The patient’s posture is not controlled. The limb loading is reduced and kept at a constant level. The patient is free to climb stairs, sit down or lose balance, while having less loading on the joints. The environment described by the Barbeau and colleagues1 is a positional control device with the weight support changing during the dynamics of gait so that the upper body position can be maintained.
Figure 2. LiteGait is used to transfer the skilled learned over treadmill to over-ground without the improper biomechanics of a walker or a cane.
LiteGait by Mobility Research is the means to provide posture, balance, and weight bearing assistance to neurological patients of any functional level so that they can obtain proper upright position for ambulation on and off the treadmill (refered to GaitKeeper walking surface).

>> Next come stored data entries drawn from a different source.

//! Hive - Rust 自主任务执行平台
//!
//! 入口：加载配置、初始化日志，组装记忆 / 工具 / 阶段 / 引擎 / 调度器，
//! 先恢复上次中断的任务，再把命令行参数作为任务提交，打印终态后优雅关闭。

use std::path::PathBuf;
use std::sync::Arc;

use anyhow::Context;
use futures_util::future::join_all;
use hive::config::load_config;
use hive::core::shutdown::run_with_graceful_shutdown;
use hive::core::{
    Engine, MemoryFlush, Resolution, SchedulerDrain, ShutdownCoordinator, ShutdownManager, Task,
    TaskScheduler, TerminalOutcome,
};
use hive::llm::{MockBackend, RetryConfig, RetryingBackend};
use hive::memory::MemoryManager;
use hive::stages::StageSet;
use hive::tools::{EchoTool, ToolExecutor, ToolRegistry};

fn print_outcome(outcome: &TerminalOutcome) {
    match &outcome.resolution {
        Resolution::Completed { result, critique } => {
            println!(
                "[completed] {} (score {:.1}, retries {})\n{}",
                outcome.task.description, critique.score, outcome.task.retry_count, result.output
            );
        }
        Resolution::Failed { reason } => {
            println!("[failed] {}: {}", outcome.task.description, reason);
            for cause in outcome.cause_chain() {
                println!("  - {}", cause);
            }
        }
    }
}

#[tokio::main]
async fn main() -> anyhow::Result<()> {
    hive::observability::init();

    let config_path = std::env::var_os("HIVE_CONFIG").map(PathBuf::from);
    let config = load_config(config_path).context("Failed to load config")?;

    let memory = Arc::new(MemoryManager::from_config(&config.memory).context("Failed to open memory")?);

    let mut registry = ToolRegistry::new();
    registry.register(EchoTool).context("Failed to register tools")?;
    let tools = Arc::new(ToolExecutor::new(
        registry,
        config.tools.tool_timeout_secs,
        config.scheduler.max_concurrent_tools,
    ));
    let backend = Arc::new(RetryingBackend::new(Arc::new(MockBackend), RetryConfig::default()));

    let stages = StageSet::from_config(&config, backend, tools, Arc::clone(&memory))
        .context("Failed to configure stages")?;
    let engine = Arc::new(Engine::from_config(&config, stages, Arc::clone(&memory)));
    let scheduler = Arc::new(TaskScheduler::start(Arc::clone(&engine), &config.scheduler));

    let shutdown = Arc::new(ShutdownManager::new());
    let mut coordinator = ShutdownCoordinator::new();
    coordinator.register(SchedulerDrain::new(Arc::clone(&scheduler), shutdown.token()));
    coordinator.register(MemoryFlush::new(Arc::clone(&memory)));

    let mut descriptions: Vec<String> = std::env::args().skip(1).collect();
    if descriptions.is_empty() {
        descriptions.push("Summarize what a plan-execute-critique loop does".to_string());
    }
    let unfinished = engine.history().unfinished().context("Failed to read task history")?;
    let max_retries = config.engine.max_retries;
    let token = shutdown.token();

    let app = async {
        for record in unfinished {
            match engine.resume(record.task.id, &token).await {
                Ok(outcome) => print_outcome(&outcome),
                Err(e) => tracing::warn!(task_id = %record.task.id, error = %e, "Resume failed"),
            }
        }

        let handles: Vec<_> = descriptions
            .into_iter()
            .filter_map(|d| match scheduler.submit(Task::new(d).with_max_retries(max_retries)) {
                Ok(handle) => Some(handle),
                Err(e) => {
                    tracing::warn!(error = %e, "Submission rejected");
                    None
                }
            })
            .collect();

        for outcome in join_all(handles.into_iter().map(|h| h.outcome())).await {
            match outcome {
                Ok(outcome) => print_outcome(&outcome),
                Err(e) => tracing::warn!(error = %e, "Task did not finish"),
            }
        }
        tracing::info!(stats = ?scheduler.stats(), memory = ?memory.stats(), "All tasks finished");
    };

    let (reason, report) = run_with_graceful_shutdown(shutdown, app, || coordinator.run_cleanup()).await;
    if let Some(reason) = reason {
        tracing::info!(?reason, "Stopped by shutdown signal");
    }
    if !report.is_clean() {
        tracing::warn!(failed = ?report.failed, timed_out = ?report.timed_out, "Shutdown cleanup incomplete");
    }
    Ok(())
}
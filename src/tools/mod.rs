//! 工具层：注册表、权限、带超时与审计的执行器

pub mod echo;
pub mod executor;
pub mod registry;

pub use echo::EchoTool;
pub use executor::ToolExecutor;
pub use registry::{
    Permission, Permissions, RegistrationError, Tool, ToolError, ToolInvoker, ToolOutput,
    ToolRegistry,
};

LiteGait is designed to allow correction of the biomechanics by providing asymmetric support where the patient needs it.
Two rigid independent double support points, one above each shoulder, allows asymmetric support of right and left as well as front and back of the body. These can be used to enforce a corrected walking position on nearly all neurological patients.
A lift mechanism allows for handling of the more difficult patients as well as modulation of the amount of support and weight bearing. As patient progresses, the rigidity o the arms can also be reduced. The unique FlexAble support allows the clinician to dial in a travel range for the center-of-mass from 0 to 5 inches. This allows a gradual increase of demand on posture and balance mechanism.
The GaitKeeper walking surface is specially designed high torque motorized treadmill with a movable control panel. The zero start high torque feature means it is strong enough to start slow with the patient standing on the belt and work through patient’s tone. The movable controls allows a single clinician access not just to the patient but also to the controls of the treadmill.
LiteGait sets up a controlled walking environment for the patient and the therapist. It allows a gradual increase in the degree of difficulty of walking. In its easy mode, patient is supported sufficiently to achieve upright position, GaitKeeper belt moves slowly and the therapist assists (facilitates or passively moves) the patient so that good gait patterns can be formed.
As the patient improves, the bar is set higher by increasing the speed of the treadmill, decreasing the support, and reducing the therapist input. At every stage, the common factor is that the patient must be practicing good gait patterns. This form of intervention provides the best chance for patients of any diagnosis and functional level to improve their gait.
- Visintin M, Barbeau H, Korner-Bitensky N, Mayo NE. A new approach to retrain gait in stroke patients through body weight support and treadmill stimulation. Stroke 1998; 29: 1122-1128
- Wernig A, Muller S, Nanassy A, Cagol E. Laufband therapy based on "Rules of Spinal Locomotion" is effective in spinal cord injured persons. European Journal of Neuroscience 1995; 7: 823-829
- Hesse S, Bertelt C, Jahnke, MT, Schaffrin A, Baake P, Malezic M, Mauritz KH.. Treadmill training with partial body weight support compared with physiotherapy in nonambulatory hemiparetic patients. Stroke1995; 26: 976-981
- Trueblood PR. Partial body weight treadmill training in persons with chronic stroke. NeuroRehabilitation. 2001;16(3):141-53
- Seif-Naraghi AH, Herman RM. A novel method for locomotion training. Journal of Head Trauma Rehabilitation 1999; 14: 146-162.
- Barbeau H, McCrea DA, O’Donovan MJ, Rossignol S, Grill WM, Lemay MA. Tapping into spinal circuits to restore motor function. Brain Research Reviews 1999; 30: 27-51.
- Barbeau H, Rossignol S. Recovery of locomotion after chronic spinalization in the adult cat. Brain Research 1987; 412: 84-95.